Your task: Some lines in the records below may hold the word "trait"; give the number of those lines and nothing else.

Data section:
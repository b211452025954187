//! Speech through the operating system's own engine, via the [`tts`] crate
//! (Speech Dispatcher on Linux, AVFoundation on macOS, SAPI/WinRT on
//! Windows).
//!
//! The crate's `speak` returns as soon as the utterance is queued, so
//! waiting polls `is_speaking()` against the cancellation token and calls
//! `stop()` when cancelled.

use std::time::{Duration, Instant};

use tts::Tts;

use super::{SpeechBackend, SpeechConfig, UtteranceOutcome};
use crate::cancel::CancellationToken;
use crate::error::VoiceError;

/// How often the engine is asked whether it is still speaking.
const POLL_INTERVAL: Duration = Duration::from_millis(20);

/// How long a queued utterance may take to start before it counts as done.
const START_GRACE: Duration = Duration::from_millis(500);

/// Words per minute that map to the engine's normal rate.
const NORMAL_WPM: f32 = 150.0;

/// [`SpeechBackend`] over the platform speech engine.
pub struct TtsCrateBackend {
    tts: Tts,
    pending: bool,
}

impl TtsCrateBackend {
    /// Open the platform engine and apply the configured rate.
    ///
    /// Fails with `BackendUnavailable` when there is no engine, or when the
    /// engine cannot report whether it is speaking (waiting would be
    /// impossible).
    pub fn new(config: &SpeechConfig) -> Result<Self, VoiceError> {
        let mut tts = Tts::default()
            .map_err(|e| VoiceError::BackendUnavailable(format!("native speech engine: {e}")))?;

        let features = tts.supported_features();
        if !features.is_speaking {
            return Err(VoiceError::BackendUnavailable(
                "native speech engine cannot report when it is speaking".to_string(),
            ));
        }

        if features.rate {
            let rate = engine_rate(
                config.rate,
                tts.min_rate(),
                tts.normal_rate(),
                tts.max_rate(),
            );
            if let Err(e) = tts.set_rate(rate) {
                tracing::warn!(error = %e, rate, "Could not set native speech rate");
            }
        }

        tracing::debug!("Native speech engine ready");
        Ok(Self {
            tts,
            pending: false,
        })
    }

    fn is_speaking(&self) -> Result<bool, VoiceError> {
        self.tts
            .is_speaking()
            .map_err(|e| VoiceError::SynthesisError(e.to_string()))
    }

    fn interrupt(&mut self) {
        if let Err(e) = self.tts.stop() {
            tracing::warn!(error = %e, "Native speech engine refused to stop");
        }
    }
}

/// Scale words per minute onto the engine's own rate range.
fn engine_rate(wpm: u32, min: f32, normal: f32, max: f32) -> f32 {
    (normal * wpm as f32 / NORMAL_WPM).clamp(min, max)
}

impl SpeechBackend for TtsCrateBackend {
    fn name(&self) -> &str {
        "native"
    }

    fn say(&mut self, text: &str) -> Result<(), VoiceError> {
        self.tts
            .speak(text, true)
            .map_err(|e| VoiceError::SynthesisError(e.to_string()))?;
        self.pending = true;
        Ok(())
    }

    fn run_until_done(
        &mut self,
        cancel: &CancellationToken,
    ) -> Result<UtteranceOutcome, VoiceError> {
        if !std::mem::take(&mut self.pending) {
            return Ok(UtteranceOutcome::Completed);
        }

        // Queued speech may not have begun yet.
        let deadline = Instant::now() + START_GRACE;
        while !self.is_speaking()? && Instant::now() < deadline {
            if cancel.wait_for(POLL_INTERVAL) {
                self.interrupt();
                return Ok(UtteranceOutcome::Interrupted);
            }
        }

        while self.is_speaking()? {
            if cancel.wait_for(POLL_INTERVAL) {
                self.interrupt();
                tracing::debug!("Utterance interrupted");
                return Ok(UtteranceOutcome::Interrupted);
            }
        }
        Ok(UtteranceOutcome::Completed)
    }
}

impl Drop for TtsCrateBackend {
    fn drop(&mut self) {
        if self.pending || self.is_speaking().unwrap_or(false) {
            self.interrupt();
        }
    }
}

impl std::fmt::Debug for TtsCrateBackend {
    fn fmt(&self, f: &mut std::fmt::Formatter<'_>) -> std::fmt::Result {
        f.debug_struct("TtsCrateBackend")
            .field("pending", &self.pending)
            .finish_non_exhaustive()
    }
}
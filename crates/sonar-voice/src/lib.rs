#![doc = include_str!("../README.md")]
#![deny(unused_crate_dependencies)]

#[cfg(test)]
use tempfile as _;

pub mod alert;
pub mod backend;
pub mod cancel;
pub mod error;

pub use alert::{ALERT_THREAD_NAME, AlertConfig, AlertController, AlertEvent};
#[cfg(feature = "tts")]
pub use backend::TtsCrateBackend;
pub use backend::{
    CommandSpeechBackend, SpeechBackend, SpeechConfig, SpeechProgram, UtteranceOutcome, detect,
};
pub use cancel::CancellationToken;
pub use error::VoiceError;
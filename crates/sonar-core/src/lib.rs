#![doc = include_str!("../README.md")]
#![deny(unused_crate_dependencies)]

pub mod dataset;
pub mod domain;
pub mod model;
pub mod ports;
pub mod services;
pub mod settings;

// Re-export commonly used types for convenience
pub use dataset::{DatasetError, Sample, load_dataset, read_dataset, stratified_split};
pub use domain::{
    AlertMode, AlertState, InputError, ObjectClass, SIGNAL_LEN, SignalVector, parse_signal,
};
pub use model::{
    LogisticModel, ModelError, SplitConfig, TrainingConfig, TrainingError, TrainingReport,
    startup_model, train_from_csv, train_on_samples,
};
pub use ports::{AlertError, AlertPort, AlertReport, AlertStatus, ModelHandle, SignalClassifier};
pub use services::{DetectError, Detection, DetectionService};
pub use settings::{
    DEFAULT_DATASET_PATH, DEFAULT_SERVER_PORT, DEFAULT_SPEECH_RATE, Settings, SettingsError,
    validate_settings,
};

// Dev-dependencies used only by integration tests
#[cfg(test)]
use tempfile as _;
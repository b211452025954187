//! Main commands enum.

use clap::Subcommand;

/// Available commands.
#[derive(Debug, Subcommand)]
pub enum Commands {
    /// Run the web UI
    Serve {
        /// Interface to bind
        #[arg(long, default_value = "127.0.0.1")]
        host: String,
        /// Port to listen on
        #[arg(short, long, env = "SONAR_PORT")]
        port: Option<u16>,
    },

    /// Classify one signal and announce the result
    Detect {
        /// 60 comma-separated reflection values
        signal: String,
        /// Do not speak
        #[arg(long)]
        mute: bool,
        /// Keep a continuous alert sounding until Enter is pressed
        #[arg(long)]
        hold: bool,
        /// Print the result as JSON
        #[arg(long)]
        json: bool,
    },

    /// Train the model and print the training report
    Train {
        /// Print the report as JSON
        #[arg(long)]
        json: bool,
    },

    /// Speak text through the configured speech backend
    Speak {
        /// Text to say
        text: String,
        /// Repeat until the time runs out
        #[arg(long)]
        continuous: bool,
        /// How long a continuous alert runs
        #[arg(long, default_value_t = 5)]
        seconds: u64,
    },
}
==
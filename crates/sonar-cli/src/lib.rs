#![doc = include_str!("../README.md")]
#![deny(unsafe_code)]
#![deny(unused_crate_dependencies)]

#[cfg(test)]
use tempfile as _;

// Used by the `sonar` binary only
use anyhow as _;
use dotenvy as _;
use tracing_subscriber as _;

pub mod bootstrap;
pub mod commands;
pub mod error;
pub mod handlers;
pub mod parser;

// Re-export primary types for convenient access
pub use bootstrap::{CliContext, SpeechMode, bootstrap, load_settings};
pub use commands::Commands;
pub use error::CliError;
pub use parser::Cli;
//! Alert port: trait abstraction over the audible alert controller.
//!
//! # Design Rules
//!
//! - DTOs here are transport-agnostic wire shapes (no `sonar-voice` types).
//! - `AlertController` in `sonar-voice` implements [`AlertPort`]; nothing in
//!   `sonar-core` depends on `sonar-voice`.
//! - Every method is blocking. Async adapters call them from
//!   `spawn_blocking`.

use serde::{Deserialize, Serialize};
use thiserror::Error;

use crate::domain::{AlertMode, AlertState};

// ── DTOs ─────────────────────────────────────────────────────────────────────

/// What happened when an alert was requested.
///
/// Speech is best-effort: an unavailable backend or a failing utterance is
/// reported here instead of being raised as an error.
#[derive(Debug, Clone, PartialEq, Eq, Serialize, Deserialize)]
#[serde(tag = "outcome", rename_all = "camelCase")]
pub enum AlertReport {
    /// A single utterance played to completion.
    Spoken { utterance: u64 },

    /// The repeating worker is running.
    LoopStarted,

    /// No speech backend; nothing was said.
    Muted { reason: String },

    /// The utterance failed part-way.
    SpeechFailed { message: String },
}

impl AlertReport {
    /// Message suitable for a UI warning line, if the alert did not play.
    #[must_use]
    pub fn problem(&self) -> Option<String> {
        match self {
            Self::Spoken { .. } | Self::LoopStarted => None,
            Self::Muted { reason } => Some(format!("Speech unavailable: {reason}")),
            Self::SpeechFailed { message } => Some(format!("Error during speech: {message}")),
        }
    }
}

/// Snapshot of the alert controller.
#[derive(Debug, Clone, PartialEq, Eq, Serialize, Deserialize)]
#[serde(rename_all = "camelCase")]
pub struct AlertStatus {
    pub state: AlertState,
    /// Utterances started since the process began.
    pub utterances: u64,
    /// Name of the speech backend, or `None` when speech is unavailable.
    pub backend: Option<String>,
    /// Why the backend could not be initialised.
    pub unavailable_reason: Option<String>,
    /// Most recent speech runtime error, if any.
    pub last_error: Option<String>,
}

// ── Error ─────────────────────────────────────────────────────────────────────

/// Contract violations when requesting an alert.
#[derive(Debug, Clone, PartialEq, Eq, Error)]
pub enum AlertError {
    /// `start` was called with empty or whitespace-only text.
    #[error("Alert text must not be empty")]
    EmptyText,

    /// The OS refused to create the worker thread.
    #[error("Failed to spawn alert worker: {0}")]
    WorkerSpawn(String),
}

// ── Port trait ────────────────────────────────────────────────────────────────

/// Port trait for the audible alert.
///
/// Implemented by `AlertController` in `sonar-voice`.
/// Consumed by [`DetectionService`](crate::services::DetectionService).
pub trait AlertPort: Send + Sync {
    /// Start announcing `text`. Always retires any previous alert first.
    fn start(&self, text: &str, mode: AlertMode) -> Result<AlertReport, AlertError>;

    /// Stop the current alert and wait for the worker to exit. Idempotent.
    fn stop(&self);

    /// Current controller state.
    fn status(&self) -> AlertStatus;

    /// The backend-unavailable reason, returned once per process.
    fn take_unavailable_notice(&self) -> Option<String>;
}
* * *
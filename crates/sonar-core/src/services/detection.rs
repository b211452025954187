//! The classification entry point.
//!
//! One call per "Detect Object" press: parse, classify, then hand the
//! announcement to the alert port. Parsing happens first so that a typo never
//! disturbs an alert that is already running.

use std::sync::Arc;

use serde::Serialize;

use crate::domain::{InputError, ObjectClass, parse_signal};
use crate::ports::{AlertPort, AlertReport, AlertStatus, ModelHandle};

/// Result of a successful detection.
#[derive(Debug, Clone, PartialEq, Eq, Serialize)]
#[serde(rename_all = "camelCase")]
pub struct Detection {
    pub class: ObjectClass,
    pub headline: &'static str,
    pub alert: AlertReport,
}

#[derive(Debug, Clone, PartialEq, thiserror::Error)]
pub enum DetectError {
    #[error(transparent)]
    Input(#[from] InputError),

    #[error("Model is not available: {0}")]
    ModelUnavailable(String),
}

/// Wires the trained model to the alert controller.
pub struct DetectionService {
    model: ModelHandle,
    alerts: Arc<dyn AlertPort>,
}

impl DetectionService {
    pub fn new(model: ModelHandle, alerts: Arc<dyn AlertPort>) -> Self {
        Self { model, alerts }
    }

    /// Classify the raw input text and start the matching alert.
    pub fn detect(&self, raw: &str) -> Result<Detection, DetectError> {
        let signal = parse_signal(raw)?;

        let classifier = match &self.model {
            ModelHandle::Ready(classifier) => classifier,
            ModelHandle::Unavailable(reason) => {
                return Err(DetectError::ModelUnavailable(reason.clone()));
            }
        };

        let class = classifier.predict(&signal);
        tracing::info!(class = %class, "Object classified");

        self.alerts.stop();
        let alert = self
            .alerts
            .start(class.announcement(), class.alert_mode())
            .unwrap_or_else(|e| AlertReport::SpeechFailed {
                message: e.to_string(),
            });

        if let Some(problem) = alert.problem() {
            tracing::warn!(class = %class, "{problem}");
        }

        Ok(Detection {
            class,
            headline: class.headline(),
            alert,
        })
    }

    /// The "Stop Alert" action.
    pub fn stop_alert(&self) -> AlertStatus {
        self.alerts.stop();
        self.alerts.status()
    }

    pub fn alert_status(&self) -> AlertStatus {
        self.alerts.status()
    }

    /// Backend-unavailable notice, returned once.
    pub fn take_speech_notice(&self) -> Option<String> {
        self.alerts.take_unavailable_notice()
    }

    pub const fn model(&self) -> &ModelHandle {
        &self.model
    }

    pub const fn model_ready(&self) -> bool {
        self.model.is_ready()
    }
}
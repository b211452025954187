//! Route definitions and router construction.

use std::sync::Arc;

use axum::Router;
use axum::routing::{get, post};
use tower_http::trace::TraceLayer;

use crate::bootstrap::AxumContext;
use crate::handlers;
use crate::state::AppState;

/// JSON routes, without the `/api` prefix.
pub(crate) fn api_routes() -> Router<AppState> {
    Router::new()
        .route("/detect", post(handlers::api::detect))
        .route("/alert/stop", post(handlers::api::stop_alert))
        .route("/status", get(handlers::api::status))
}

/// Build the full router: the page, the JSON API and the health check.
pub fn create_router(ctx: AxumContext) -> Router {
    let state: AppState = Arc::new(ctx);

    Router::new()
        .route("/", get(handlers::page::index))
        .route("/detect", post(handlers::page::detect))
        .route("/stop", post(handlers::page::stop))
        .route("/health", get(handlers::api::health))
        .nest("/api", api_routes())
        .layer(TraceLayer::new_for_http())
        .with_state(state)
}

Reply: 4